# Required work:
In full and without alteration, copy the listing.

# Data excerpts:
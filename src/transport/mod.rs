//! Transport layer for the feed.
//!
//! The native live-connection primitive is abstracted behind the
//! [`StreamOpener`] capability so a feed can be driven by a real HTTP
//! event stream ([`http::HttpOpener`]) or by a hand-scripted one
//! ([`scripted::ScriptedOpener`]) with no network stack at all.
//!
//! A connection delivers events upward through an [`EventSink`], a shared
//! callback cell the owner detaches on teardown. Delivery holds the cell's
//! lock, which is what makes teardown safe: `close` cannot return while a
//! delivery is in flight, and any delivery that starts afterwards observes
//! the empty cell and becomes a no-op.

mod conn;
pub mod http;
pub mod scripted;

pub use conn::{EventSink, StreamHandle, StreamOpener};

# Solved exercise:
filename src/transport/mod.rs
//! Transport layer for the feed.
//!
//! The native live-connection primitive is abstracted behind the
//! [`StreamOpener`] capability so a feed can be driven by a real HTTP
//! event stream ([`http::HttpOpener`]) or by a hand-scripted one
//! ([`scripted::ScriptedOpener`]) with no network stack at all.
//!
//! A connection delivers events upward through an [`EventSink`], a shared
//! callback cell the owner detaches on teardown. Delivery holds the cell's
//! lock, which is what makes teardown safe: `close` cannot return while a
//! delivery is in flight, and any delivery that starts afterwards observes
//! the empty cell and becomes a no-op.

mod conn;
pub mod http;
pub mod scripted;

pub use conn::{EventSink, StreamHandle, StreamOpener};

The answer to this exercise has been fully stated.